Я уже не первый раз рецензирую работы Ямпольского, и сейчас, прежде чем обратиться к последней из вышедших в свет - книге "Наблюдатель"2, - необходимо задаться вопросом о причинах такой реакции.
Причин, вероятно, несколько. Во-первых, с Ямпольским играет дурную шутку слишком обширная образованность, слишком широкая тематика его работ: здесь и ранняя история кино, и русская литература ХХ века (то Бабель, то Хлебников, то Хармс, то Набоков), и литература западная (от Гете, Гельдерлина и Сада до Русселя и Жарри), и история науки и философии (особенно оптики и теории восприятия), и изобразительное искусство от Тернера до Дюшана, и богатейшая и разнородная визуальная культура XVIII-ХХ веков - камеры-обскуры, панорамы, стеклянная архитектура, символика вулкана и водопада, театральные эффекты┘ Читая исследователя, так легко переходящего от одного предмета к другому, любой специалист невольно испытывает фрустрацию: нет никаких шансов сравняться с автором по универсальности познаний, сплошь и рядом приходится верить ему на слово и убеждаться в собственном невежестве; а для специалиста, привыкшего читать компетентно-критически, с проверкой, эта ситуация довольно дискомфортная.
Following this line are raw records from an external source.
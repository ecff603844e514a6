//! Encrypted key vault backed by `SQLite`.
//!
//! Each record maps an address string to its [`KeyInfo`], sealed with the
//! master key held by a [`VaultContext`]. The address and key type columns
//! are stored in clear for lookup and listing.
//!
//! # Example
//!
//! ```
//! use std::sync::Arc;
//!
//! use filsign_core::SignatureType;
//! use filsign_crypto::encryption::{KdfParams, VaultContext};
//! use filsign_crypto::signer::generate_key;
//! use filsign_crypto::vault::{KeyVault, SqliteKeyVault};
//!
//! let ctx = VaultContext::with_params("seed", &KdfParams::insecure_for_tests()).unwrap();
//! let vault = SqliteKeyVault::in_memory(Arc::new(ctx)).unwrap();
//!
//! let (key_info, address) = generate_key(SignatureType::Secp256k1);
//! vault.save(&address, &key_info).unwrap();
//! assert!(vault.has(&address));
//! assert_eq!(vault.get(&address).unwrap(), key_info);
//! ```

use std::path::Path;
use std::sync::Arc;

#[cfg(unix)]
use std::os::unix::fs::PermissionsExt;

use chrono::{DateTime, Utc};
use filsign_chain::address::{Address, Network};
use filsign_core::error::StoreError;
use r2d2::{Pool, PooledConnection};
use r2d2_sqlite::SqliteConnectionManager;
use rusqlite::{params, OptionalExtension};

use crate::encryption::VaultContext;
use crate::keys::KeyInfo;

const POOL_SIZE: u32 = 10;

// ============================================================================
// KeyVault Trait
// ============================================================================

/// Persistent store of private keys, keyed by address.
///
/// Implementations must keep key material encrypted at rest and be safe to
/// share across threads.
pub trait KeyVault: Send + Sync {
    /// Stores `key_info` under `address`, replacing any existing record.
    ///
    /// # Errors
    ///
    /// - `StoreError::EncryptionFailed` if sealing fails
    /// - `StoreError::Database` if the write fails
    fn save(&self, address: &Address, key_info: &KeyInfo) -> Result<(), StoreError>;

    /// Loads the key stored under `address`.
    ///
    /// # Errors
    ///
    /// - `StoreError::KeyNotFound` if there is no record
    /// - `StoreError::DecryptionFailed` if the record does not authenticate
    fn get(&self, address: &Address) -> Result<KeyInfo, StoreError>;

    /// Removes the record for `address`.
    ///
    /// # Errors
    ///
    /// - `StoreError::KeyNotFound` if there is no record
    fn delete(&self, address: &Address) -> Result<(), StoreError>;

    /// Decrypts every record, ordered by address.
    ///
    /// # Errors
    ///
    /// Fails on the first record that cannot be decrypted or parsed; no
    /// partial listing is returned.
    fn list_all(&self) -> Result<Vec<StoredKey>, StoreError>;

    /// Returns `true` if a record exists for `address`. Lookup failures
    /// count as absent.
    fn has(&self, address: &Address) -> bool;
}

/// A decrypted vault record with its metadata.
#[derive(Debug)]
pub struct StoredKey {
    /// The address the key is stored under.
    pub address: Address,
    /// The private key.
    pub key_info: KeyInfo,
    /// When the record was first written.
    pub created_at: DateTime<Utc>,
    /// When the record was last written.
    pub updated_at: DateTime<Utc>,
}

// ============================================================================
// SqliteKeyVault
// ============================================================================

/// [`KeyVault`] over an `SQLite` database with pooled connections.
pub struct SqliteKeyVault {
    pool: Pool<SqliteConnectionManager>,
    ctx: Arc<VaultContext>,
}

impl SqliteKeyVault {
    /// Opens (or creates) the vault database at `path`.
    ///
    /// Missing parent directories are created. On Unix the database file is
    /// restricted to mode 0600.
    ///
    /// # Errors
    ///
    /// Returns `StoreError::Io` if the directory cannot be created and
    /// `StoreError::Database` if the database cannot be opened.
    pub fn open(path: &Path, ctx: Arc<VaultContext>) -> Result<Self, StoreError> {
        if let Some(parent) = path.parent() {
            if !parent.as_os_str().is_empty() {
                std::fs::create_dir_all(parent)?;
            }
        }

        let pool = Pool::builder().max_size(POOL_SIZE);
        let vault = Self::from_manager(SqliteConnectionManager::file(path), pool, ctx)?;

        #[cfg(unix)]
        std::fs::set_permissions(path, std::fs::Permissions::from_mode(0o600))?;

        Ok(vault)
    }

    /// Creates a vault in memory. Nothing persists past drop.
    ///
    /// # Errors
    ///
    /// Returns `StoreError::Database` if the schema cannot be created.
    pub fn in_memory(ctx: Arc<VaultContext>) -> Result<Self, StoreError> {
        // every in-memory connection is its own database, so keep exactly one alive
        let pool = Pool::builder()
            .max_size(1)
            .idle_timeout(None)
            .max_lifetime(None);
        Self::from_manager(SqliteConnectionManager::memory(), pool, ctx)
    }

    fn from_manager(
        manager: SqliteConnectionManager,
        builder: r2d2::Builder<SqliteConnectionManager>,
        ctx: Arc<VaultContext>,
    ) -> Result<Self, StoreError> {
        let pool = builder
            .build(manager)
            .map_err(|e| StoreError::database(e.to_string()))?;

        let vault = Self { pool, ctx };
        vault.init_schema()?;
        Ok(vault)
    }

    fn get_conn(&self) -> Result<PooledConnection<SqliteConnectionManager>, StoreError> {
        self.pool
            .get()
            .map_err(|e| StoreError::database(e.to_string()))
    }

    fn init_schema(&self) -> Result<(), StoreError> {
        let conn = self.get_conn()?;
        conn.execute(
            "CREATE TABLE IF NOT EXISTS wallet_keys (
                id INTEGER PRIMARY KEY AUTOINCREMENT,
                address TEXT UNIQUE NOT NULL,
                key_type TEXT NOT NULL,
                encrypted_key BLOB NOT NULL,
                created_at TEXT NOT NULL,
                updated_at TEXT NOT NULL
            )",
            [],
        )
        .map_err(db_err)?;
        Ok(())
    }

    fn open_record(&self, sealed: &[u8]) -> Result<KeyInfo, StoreError> {
        let plaintext = self.ctx.decrypt(sealed)?;
        KeyInfo::from_json(&plaintext)
            .map_err(|e| StoreError::invalid_format(format!("key info: {e}")))
    }
}

impl KeyVault for SqliteKeyVault {
    fn save(&self, address: &Address, key_info: &KeyInfo) -> Result<(), StoreError> {
        let plaintext = key_info
            .to_json()
            .map_err(|_| StoreError::EncryptionFailed)?;
        let sealed = self.ctx.encrypt(&plaintext)?;
        let now = Utc::now().to_rfc3339();

        let conn = self.get_conn()?;
        conn.execute(
            "INSERT INTO wallet_keys (address, key_type, encrypted_key, created_at, updated_at)
             VALUES (?1, ?2, ?3, ?4, ?4)
             ON CONFLICT(address) DO UPDATE SET
                key_type = excluded.key_type,
                encrypted_key = excluded.encrypted_key,
                updated_at = excluded.updated_at",
            params![record_key(address), key_info.key_type().as_str(), sealed, now],
        )
        .map_err(db_err)?;
        Ok(())
    }

    fn get(&self, address: &Address) -> Result<KeyInfo, StoreError> {
        let conn = self.get_conn()?;
        let sealed: Option<Vec<u8>> = conn
            .query_row(
                "SELECT encrypted_key FROM wallet_keys WHERE address = ?1",
                params![record_key(address)],
                |row| row.get(0),
            )
            .optional()
            .map_err(db_err)?;

        let sealed = sealed.ok_or_else(|| StoreError::key_not_found(address.to_string()))?;
        self.open_record(&sealed)
    }

    fn delete(&self, address: &Address) -> Result<(), StoreError> {
        let conn = self.get_conn()?;
        let removed = conn
            .execute(
                "DELETE FROM wallet_keys WHERE address = ?1",
                params![record_key(address)],
            )
            .map_err(db_err)?;
        if removed == 0 {
            return Err(StoreError::key_not_found(address.to_string()));
        }
        Ok(())
    }

    fn list_all(&self) -> Result<Vec<StoredKey>, StoreError> {
        let conn = self.get_conn()?;
        let mut stmt = conn
            .prepare(
                "SELECT address, encrypted_key, created_at, updated_at
                 FROM wallet_keys ORDER BY address",
            )
            .map_err(db_err)?;
        let rows = stmt
            .query_map([], |row| {
                Ok((
                    row.get::<_, String>(0)?,
                    row.get::<_, Vec<u8>>(1)?,
                    row.get::<_, String>(2)?,
                    row.get::<_, String>(3)?,
                ))
            })
            .map_err(db_err)?;

        let mut keys = Vec::new();
        for row in rows {
            let (address, sealed, created_at, updated_at) = row.map_err(db_err)?;
            let address: Address = address
                .parse()
                .map_err(|e| StoreError::invalid_format(format!("stored address: {e}")))?;
            keys.push(StoredKey {
                key_info: self.open_record(&sealed)?,
                address,
                created_at: parse_timestamp(&created_at)?,
                updated_at: parse_timestamp(&updated_at)?,
            });
        }
        Ok(keys)
    }

    fn has(&self, address: &Address) -> bool {
        let Ok(conn) = self.get_conn() else {
            return false;
        };
        conn.query_row(
            "SELECT 1 FROM wallet_keys WHERE address = ?1",
            params![record_key(address)],
            |_| Ok(()),
        )
        .is_ok()
    }
}

impl std::fmt::Debug for SqliteKeyVault {
    fn fmt(&self, f: &mut std::fmt::Formatter<'_>) -> std::fmt::Result {
        f.debug_struct("SqliteKeyVault")
            .field("pool_size", &self.pool.max_size())
            .finish_non_exhaustive()
    }
}

/// Records are keyed by the mainnet form so lookups ignore the network prefix.
fn record_key(address: &Address) -> String {
    address.with_network(Network::Mainnet).to_string()
}

#[allow(clippy::needless_pass_by_value)]
fn db_err(e: rusqlite::Error) -> StoreError {
    StoreError::database(e.to_string())
}

fn parse_timestamp(value: &str) -> Result<DateTime<Utc>, StoreError> {
    DateTime::parse_from_rfc3339(value)
        .map(|t| t.with_timezone(&Utc))
        .map_err(|e| StoreError::invalid_format(format!("timestamp '{value}': {e}")))
}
Читать Ямпольского с безмятежно-раскованным и, разумеется, поверхностным удовольствием мог бы разве что абсолютный верхогляд, гипотетический "постмодернист", вообще не признающий своей обязанностью знать что-либо основательно, - однако такие, видимо, существуют только в воображении, включая идеальные самопредставления самих верхоглядов; а на деле даже самых "отвязных", словно нечистая совесть или неистребимое "сверх-Я", преследует призрак научной (не)компетентности┘
Во-вторых, необъятный материал, которым оперирует Ямпольский, как будто не подчинен - что делает его книги трудными уже для читателей-неспециалистов - какой-либо обобщающей концепции, "сильной теории", которая сглаживала бы разнородность тематики. Как правило, это не монографии, а сборники очерков, которые, по признанию самого автора, можно читать в произвольном порядке; да и внутренняя композиция каждого из очерков приводит на мысль не столько правильную структуру классической сонаты или симфонии, сколько джазовую импровизацию: задавши тему, исследователь начинает ее варьировать в самых разных регистрах, отходя все дальше от исходного пункта, и к концу главы ошеломленный читатель уже вынужден делать немалые мыслительные усилия, чтобы восстановить в памяти ее ход и понять, каким образом все эти прихотливые теоретические и исторические экскурсы складываются в единую "пьесу". Такая внешне ослабленная композиционная логика, хотя под нею и скрывается четкая концепция, создает психологический дискомфорт для тех, кому легче принять какую-нибудь глобальную теорию культуры, чем следить за лабиринтными извивами мысли конкретного историко-культурного исследования (напомню, кстати, что лабиринт - тема одной из книг Ямпольского). Вот и получается, что для позитивистской истории культуры работы этого автора слишком всеохватны, а для спекулятивной "культурологии" - слишком эмпиричны.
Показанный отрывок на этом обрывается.